● PROBLEM TO WORK ON: Among the entries below, find the lines with the word "requires" and copy them.

□ □ □ □ □

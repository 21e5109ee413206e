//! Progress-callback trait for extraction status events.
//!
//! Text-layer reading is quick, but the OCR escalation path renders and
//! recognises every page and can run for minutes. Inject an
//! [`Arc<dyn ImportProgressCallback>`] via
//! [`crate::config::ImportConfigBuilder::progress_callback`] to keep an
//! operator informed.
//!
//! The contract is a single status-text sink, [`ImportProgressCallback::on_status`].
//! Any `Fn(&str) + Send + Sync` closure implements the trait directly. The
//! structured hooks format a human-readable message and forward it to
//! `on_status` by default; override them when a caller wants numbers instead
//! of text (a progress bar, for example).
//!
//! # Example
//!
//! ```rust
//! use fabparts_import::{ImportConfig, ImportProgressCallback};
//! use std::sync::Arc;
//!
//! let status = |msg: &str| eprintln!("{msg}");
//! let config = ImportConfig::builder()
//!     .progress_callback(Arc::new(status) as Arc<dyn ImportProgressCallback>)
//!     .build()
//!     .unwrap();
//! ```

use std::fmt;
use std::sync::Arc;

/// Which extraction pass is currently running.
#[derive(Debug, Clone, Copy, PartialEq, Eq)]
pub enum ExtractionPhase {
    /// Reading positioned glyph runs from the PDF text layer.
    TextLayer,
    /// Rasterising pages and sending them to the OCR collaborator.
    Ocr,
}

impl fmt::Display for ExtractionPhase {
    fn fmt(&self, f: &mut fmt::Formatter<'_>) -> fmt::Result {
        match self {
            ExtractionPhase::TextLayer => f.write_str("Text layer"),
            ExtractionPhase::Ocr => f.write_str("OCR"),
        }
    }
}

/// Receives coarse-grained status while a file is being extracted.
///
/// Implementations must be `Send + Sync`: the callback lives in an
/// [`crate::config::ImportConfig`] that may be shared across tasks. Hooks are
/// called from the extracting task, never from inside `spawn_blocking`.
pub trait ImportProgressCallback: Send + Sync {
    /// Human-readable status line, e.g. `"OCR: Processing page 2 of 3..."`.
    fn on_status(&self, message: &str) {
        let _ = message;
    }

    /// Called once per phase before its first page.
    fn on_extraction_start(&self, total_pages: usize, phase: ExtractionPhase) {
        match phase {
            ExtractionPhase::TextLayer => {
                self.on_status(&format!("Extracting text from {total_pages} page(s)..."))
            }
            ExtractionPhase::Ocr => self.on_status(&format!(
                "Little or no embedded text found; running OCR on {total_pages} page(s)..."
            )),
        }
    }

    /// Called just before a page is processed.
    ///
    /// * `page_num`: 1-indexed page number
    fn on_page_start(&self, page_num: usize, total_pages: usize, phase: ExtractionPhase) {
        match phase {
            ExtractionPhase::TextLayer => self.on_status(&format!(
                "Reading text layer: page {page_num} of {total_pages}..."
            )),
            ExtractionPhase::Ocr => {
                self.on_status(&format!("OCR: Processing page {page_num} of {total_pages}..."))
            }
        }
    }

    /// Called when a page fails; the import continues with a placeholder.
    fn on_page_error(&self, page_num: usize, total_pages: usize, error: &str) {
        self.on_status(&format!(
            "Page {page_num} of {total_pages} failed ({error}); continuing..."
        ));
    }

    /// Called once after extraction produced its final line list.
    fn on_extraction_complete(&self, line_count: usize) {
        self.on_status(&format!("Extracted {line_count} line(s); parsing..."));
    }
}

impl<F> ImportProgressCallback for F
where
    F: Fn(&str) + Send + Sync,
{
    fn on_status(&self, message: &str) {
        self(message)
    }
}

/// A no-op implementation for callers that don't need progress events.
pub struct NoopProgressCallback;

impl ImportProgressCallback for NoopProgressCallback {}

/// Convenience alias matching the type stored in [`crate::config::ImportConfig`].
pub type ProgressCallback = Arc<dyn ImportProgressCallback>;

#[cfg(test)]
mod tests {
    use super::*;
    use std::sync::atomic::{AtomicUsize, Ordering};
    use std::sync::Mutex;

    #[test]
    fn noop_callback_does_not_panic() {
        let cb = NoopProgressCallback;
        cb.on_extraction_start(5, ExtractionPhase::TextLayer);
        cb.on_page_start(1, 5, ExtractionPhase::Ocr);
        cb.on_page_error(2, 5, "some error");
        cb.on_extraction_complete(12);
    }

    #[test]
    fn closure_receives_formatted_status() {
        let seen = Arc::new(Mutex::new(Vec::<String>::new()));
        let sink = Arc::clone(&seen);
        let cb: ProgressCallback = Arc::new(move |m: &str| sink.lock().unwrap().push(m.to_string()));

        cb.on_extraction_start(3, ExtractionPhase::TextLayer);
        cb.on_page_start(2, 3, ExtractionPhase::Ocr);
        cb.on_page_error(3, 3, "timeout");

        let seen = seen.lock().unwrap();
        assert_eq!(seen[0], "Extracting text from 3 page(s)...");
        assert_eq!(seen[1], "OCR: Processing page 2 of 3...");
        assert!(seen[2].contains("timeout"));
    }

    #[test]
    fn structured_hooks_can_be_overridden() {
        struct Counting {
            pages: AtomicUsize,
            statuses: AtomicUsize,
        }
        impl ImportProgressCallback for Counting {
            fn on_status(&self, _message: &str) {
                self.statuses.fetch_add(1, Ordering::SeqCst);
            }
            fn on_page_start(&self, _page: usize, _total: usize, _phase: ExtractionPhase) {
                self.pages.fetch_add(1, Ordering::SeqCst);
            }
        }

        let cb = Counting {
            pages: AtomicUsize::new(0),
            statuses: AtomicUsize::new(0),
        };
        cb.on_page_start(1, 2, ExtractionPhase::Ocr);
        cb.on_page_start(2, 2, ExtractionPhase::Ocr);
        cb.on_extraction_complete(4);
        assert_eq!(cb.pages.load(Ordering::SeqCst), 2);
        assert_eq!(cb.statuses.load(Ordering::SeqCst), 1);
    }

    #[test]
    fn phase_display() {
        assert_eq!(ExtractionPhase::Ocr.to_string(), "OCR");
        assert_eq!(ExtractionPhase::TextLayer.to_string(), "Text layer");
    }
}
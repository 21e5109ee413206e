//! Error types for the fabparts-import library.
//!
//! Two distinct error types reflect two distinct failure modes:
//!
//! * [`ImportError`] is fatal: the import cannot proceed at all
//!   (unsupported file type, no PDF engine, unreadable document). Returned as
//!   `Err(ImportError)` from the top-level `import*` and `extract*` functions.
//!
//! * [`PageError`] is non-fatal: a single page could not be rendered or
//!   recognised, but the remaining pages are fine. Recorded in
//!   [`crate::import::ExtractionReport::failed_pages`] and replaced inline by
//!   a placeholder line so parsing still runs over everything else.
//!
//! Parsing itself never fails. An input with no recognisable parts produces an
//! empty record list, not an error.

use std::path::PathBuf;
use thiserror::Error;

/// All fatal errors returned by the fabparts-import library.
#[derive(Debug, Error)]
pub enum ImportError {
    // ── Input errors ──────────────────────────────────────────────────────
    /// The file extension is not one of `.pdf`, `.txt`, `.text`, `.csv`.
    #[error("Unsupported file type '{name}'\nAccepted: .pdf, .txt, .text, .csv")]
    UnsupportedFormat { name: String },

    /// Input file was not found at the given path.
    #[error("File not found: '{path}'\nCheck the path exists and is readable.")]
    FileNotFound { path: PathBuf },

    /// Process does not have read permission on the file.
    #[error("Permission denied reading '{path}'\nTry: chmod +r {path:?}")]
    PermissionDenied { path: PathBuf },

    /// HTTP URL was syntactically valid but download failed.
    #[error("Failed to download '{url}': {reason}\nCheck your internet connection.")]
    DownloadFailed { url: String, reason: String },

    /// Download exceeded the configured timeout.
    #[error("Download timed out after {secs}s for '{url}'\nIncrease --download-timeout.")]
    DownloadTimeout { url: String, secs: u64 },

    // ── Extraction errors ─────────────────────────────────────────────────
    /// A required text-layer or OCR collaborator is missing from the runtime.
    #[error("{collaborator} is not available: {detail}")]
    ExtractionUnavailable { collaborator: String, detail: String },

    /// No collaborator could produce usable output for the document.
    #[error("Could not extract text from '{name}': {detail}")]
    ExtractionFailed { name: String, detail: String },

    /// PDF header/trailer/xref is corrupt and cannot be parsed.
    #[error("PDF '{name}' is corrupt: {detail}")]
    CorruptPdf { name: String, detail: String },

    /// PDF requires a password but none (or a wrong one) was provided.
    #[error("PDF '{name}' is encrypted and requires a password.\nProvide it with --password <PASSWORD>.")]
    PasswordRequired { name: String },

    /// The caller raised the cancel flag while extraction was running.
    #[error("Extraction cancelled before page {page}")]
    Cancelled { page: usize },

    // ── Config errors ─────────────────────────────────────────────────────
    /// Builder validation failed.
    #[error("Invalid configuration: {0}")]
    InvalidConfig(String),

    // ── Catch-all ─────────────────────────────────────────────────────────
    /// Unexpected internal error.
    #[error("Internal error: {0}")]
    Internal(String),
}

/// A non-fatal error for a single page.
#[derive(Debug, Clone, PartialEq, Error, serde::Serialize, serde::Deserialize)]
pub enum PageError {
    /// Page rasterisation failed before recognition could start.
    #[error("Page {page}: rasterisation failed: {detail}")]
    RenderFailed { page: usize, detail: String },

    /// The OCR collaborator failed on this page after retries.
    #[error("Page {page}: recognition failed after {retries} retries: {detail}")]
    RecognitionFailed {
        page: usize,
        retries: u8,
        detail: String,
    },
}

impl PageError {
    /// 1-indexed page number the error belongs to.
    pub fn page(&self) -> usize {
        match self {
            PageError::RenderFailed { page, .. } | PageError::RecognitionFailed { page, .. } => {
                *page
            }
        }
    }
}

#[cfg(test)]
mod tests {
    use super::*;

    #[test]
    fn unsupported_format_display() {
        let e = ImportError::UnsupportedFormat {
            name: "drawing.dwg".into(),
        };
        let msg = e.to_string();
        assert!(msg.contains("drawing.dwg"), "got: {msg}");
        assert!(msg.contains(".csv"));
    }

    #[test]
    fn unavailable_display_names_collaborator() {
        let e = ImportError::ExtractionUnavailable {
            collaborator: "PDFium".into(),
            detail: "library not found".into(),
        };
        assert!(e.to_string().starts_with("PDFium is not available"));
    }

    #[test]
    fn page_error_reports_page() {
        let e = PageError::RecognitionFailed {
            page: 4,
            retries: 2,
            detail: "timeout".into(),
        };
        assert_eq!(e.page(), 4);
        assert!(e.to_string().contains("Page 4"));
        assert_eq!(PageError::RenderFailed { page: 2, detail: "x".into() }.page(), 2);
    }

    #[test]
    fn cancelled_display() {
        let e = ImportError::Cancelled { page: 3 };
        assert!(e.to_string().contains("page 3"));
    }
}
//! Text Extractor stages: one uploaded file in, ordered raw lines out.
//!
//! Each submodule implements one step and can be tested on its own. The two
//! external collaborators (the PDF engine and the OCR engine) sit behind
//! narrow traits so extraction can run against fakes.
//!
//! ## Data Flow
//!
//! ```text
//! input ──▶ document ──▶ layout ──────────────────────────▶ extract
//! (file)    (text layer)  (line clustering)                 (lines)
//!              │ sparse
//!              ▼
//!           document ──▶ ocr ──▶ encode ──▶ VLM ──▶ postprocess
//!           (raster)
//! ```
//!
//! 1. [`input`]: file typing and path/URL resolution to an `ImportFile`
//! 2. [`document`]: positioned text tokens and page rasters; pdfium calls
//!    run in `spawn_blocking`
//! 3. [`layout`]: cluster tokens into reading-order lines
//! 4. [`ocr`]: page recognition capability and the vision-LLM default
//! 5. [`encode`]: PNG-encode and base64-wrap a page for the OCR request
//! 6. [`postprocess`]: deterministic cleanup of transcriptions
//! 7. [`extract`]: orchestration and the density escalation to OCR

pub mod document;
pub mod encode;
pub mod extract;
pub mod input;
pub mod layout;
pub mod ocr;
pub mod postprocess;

□ □ □ □ □

● TASK RESULT:
    /// PDF requires a password but none (or a wrong one) was provided.
    #[error("PDF '{name}' is encrypted and requires a password.\nProvide it with --password <PASSWORD>.")]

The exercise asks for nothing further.